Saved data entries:
● ● ● ● ●

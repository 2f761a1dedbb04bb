use sea_orm::entity::prelude::*;
use serde::{Deserialize, Serialize};

/// Directed edge: `follower_id` sees the tweets of `followed_id` in their feed.
#[derive(Clone, Debug, PartialEq, Eq, DeriveEntityModel, Serialize, Deserialize)]
#[sea_orm(table_name = "follows")]
pub struct Model {
    #[sea_orm(primary_key, auto_increment = false)]
    pub follower_id: i32,
    #[sea_orm(primary_key, auto_increment = false)]
    pub followed_id: i32,
}

#[derive(Copy, Clone, Debug, EnumIter, DeriveRelation)]
pub enum Relation {
    #[sea_orm(
        belongs_to = "super::users::Entity",
        from = "Column::FollowerId",
        to = "super::users::Column::Id",
        on_delete = "Cascade"
    )]
    Follower,
    #[sea_orm(
        belongs_to = "super::users::Entity",
        from = "Column::FollowedId",
        to = "super::users::Column::Id",
        on_delete = "Cascade"
    )]
    Followed,
}

impl ActiveModelBehavior for ActiveModel {}
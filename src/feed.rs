use log::debug;
use sea_orm::{
    ColumnTrait, ConnectionTrait, EntityTrait, FromQueryResult, JoinType, QueryFilter,
    QueryOrder, QuerySelect, RelationTrait, TransactionTrait,
};
use std::collections::{BTreeSet, HashMap};

use crate::entities::{follows, likes, medias, tweets, users};
use crate::error::ApiError;
use crate::medias::media_url;
use crate::models::{FeedTweet, TweetLike, UserShort};

#[derive(Debug, FromQueryResult)]
struct TweetRow {
    id: i32,
    content: String,
    author_id: i32,
    author_name: String,
}

#[derive(Debug, FromQueryResult)]
struct LikeRow {
    tweet_id: i32,
    user_id: i32,
    name: String,
}

#[derive(Debug, FromQueryResult)]
struct MediaRow {
    tweet_id: i32,
    path_url: String,
}

/// The caller's own id plus everyone they follow.
async fn author_ids<C: ConnectionTrait>(db: &C, user_id: i32) -> Result<Vec<i32>, ApiError> {
    let followed = follows::Entity::find()
        .filter(follows::Column::FollowerId.eq(user_id))
        .all(db)
        .await?;

    let mut ids: BTreeSet<i32> = followed.into_iter().map(|f| f.followed_id).collect();
    ids.insert(user_id);
    Ok(ids.into_iter().collect())
}

/// Tweets by the user and the users they follow, newest first, each with
/// its attachments, author and likes.
pub async fn home_feed<C>(db: &C, user: &users::Model) -> Result<Vec<FeedTweet>, ApiError>
where
    C: ConnectionTrait + TransactionTrait,
{
    let txn = db.begin().await?;

    let authors = author_ids(&txn, user.id).await?;
    debug!("Feed for user {} covers authors {:?}", user.id, authors);

    let rows = tweets::Entity::find()
        .select_only()
        .column(tweets::Column::Id)
        .column(tweets::Column::Content)
        .column_as(users::Column::Id, "author_id")
        .column_as(users::Column::Name, "author_name")
        .join(JoinType::InnerJoin, tweets::Relation::Users.def())
        .filter(tweets::Column::UserId.is_in(authors))
        .order_by_desc(tweets::Column::CreatedAt)
        .order_by_desc(tweets::Column::Id)
        .into_model::<TweetRow>()
        .all(&txn)
        .await?;

    if rows.is_empty() {
        txn.commit().await?;
        return Ok(Vec::new());
    }
    let tweet_ids: Vec<i32> = rows.iter().map(|row| row.id).collect();

    let media_rows = medias::Entity::find()
        .select_only()
        .column(medias::Column::TweetId)
        .column(medias::Column::PathUrl)
        .filter(medias::Column::TweetId.is_in(tweet_ids.clone()))
        .order_by_asc(medias::Column::Id)
        .into_model::<MediaRow>()
        .all(&txn)
        .await?;

    let like_rows = likes::Entity::find()
        .select_only()
        .column(likes::Column::TweetId)
        .column_as(users::Column::Id, "user_id")
        .column(users::Column::Name)
        .join(JoinType::InnerJoin, likes::Relation::Users.def())
        .filter(likes::Column::TweetId.is_in(tweet_ids))
        .order_by_asc(users::Column::Id)
        .into_model::<LikeRow>()
        .all(&txn)
        .await?;

    txn.commit().await?;

    let mut attachments: HashMap<i32, Vec<String>> = HashMap::new();
    for media in media_rows {
        attachments
            .entry(media.tweet_id)
            .or_default()
            .push(media_url(&media.path_url));
    }

    let mut likes_by_tweet: HashMap<i32, Vec<TweetLike>> = HashMap::new();
    for like in like_rows {
        likes_by_tweet.entry(like.tweet_id).or_default().push(TweetLike {
            user_id: like.user_id,
            name: like.name,
        });
    }

    let feed: Vec<FeedTweet> = rows
        .into_iter()
        .map(|row| FeedTweet {
            id: row.id,
            content: row.content,
            attachments: attachments.remove(&row.id).unwrap_or_default(),
            author: UserShort {
                id: row.author_id,
                name: row.author_name,
            },
            likes: likes_by_tweet.remove(&row.id).unwrap_or_default(),
        })
        .collect();

    debug!("Feed for user {} has {} tweets", user.id, feed.len());
    Ok(feed)
}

● ● ● ● ●

- [Task]:
Each entry must be printed again exactly as given.

- [Output for this task]:
repository 2f761a1dedbb04bb
use sea_orm::entity::prelude::*;
use serde::{Deserialize, Serialize};

/// Directed edge: `follower_id` sees the tweets of `followed_id` in their feed.
#[derive(Clone, Debug, PartialEq, Eq, DeriveEntityModel, Serialize, Deserialize)]
#[sea_orm(table_name = "follows")]
pub struct Model {
    #[sea_orm(primary_key, auto_increment = false)]
    pub follower_id: i32,
    #[sea_orm(primary_key, auto_increment = false)]
    pub followed_id: i32,
}

#[derive(Copy, Clone, Debug, EnumIter, DeriveRelation)]
pub enum Relation {
    #[sea_orm(
        belongs_to = "super::users::Entity",
        from = "Column::FollowerId",
        to = "super::users::Column::Id",
        on_delete = "Cascade"
    )]
    Follower,
    #[sea_orm(
        belongs_to = "super::users::Entity",
        from = "Column::FollowedId",
        to = "super::users::Column::Id",
        on_delete = "Cascade"
    )]
    Followed,
}

impl ActiveModelBehavior for ActiveModel {}
filename src/feed.rs
use log::debug;
use sea_orm::{
    ColumnTrait, ConnectionTrait, EntityTrait, FromQueryResult, JoinType, QueryFilter,
    QueryOrder, QuerySelect, RelationTrait, TransactionTrait,
};
use std::collections::{BTreeSet, HashMap};

use crate::entities::{follows, likes, medias, tweets, users};
use crate::error::ApiError;
use crate::medias::media_url;
use crate::models::{FeedTweet, TweetLike, UserShort};

#[derive(Debug, FromQueryResult)]
struct TweetRow {
    id: i32,
    content: String,
    author_id: i32,
    author_name: String,
}

#[derive(Debug, FromQueryResult)]
struct LikeRow {
    tweet_id: i32,
    user_id: i32,
    name: String,
}

#[derive(Debug, FromQueryResult)]
struct MediaRow {
    tweet_id: i32,
    path_url: String,
}

/// The caller's own id plus everyone they follow.
async fn author_ids<C: ConnectionTrait>(db: &C, user_id: i32) -> Result<Vec<i32>, ApiError> {
    let followed = follows::Entity::find()
        .filter(follows::Column::FollowerId.eq(user_id))
        .all(db)
        .await?;

    let mut ids: BTreeSet<i32> = followed.into_iter().map(|f| f.followed_id).collect();
    ids.insert(user_id);
    Ok(ids.into_iter().collect())
}

/// Tweets by the user and the users they follow, newest first, each with
/// its attachments, author and likes.
pub async fn home_feed<C>(db: &C, user: &users::Model) -> Result<Vec<FeedTweet>, ApiError>
where
    C: ConnectionTrait + TransactionTrait,
{
    let txn = db.begin().await?;

    let authors = author_ids(&txn, user.id).await?;
    debug!("Feed for user {} covers authors {:?}", user.id, authors);

    let rows = tweets::Entity::find()
        .select_only()
        .column(tweets::Column::Id)
        .column(tweets::Column::Content)
        .column_as(users::Column::Id, "author_id")
        .column_as(users::Column::Name, "author_name")
        .join(JoinType::InnerJoin, tweets::Relation::Users.def())
        .filter(tweets::Column::UserId.is_in(authors))
        .order_by_desc(tweets::Column::CreatedAt)
        .order_by_desc(tweets::Column::Id)
        .into_model::<TweetRow>()
        .all(&txn)
        .await?;

    if rows.is_empty() {
        txn.commit().await?;
        return Ok(Vec::new());
    }
    let tweet_ids: Vec<i32> = rows.iter().map(|row| row.id).collect();

    let media_rows = medias::Entity::find()
        .select_only()
        .column(medias::Column::TweetId)
        .column(medias::Column::PathUrl)
        .filter(medias::Column::TweetId.is_in(tweet_ids.clone()))
        .order_by_asc(medias::Column::Id)
        .into_model::<MediaRow>()
        .all(&txn)
        .await?;

    let like_rows = likes::Entity::find()
        .select_only()
        .column(likes::Column::TweetId)
        .column_as(users::Column::Id, "user_id")
        .column(users::Column::Name)
        .join(JoinType::InnerJoin, likes::Relation::Users.def())
        .filter(likes::Column::TweetId.is_in(tweet_ids))
        .order_by_asc(users::Column::Id)
        .into_model::<LikeRow>()
        .all(&txn)
        .await?;

    txn.commit().await?;

    let mut attachments: HashMap<i32, Vec<String>> = HashMap::new();
    for media in media_rows {
        attachments
            .entry(media.tweet_id)
            .or_default()
            .push(media_url(&media.path_url));
    }

    let mut likes_by_tweet: HashMap<i32, Vec<TweetLike>> = HashMap::new();
    for like in like_rows {
        likes_by_tweet.entry(like.tweet_id).or_default().push(TweetLike {
            user_id: like.user_id,
            name: like.name,
        });
    }

    let feed: Vec<FeedTweet> = rows
        .into_iter()
        .map(|row| FeedTweet {
            id: row.id,
            content: row.content,
            attachments: attachments.remove(&row.id).unwrap_or_default(),
            author: UserShort {
                id: row.author_id,
                name: row.author_name,
            },
            likes: likes_by_tweet.remove(&row.id).unwrap_or_default(),
        })
        .collect();

    debug!("Feed for user {} has {} tweets", user.id, feed.len());
    Ok(feed)
}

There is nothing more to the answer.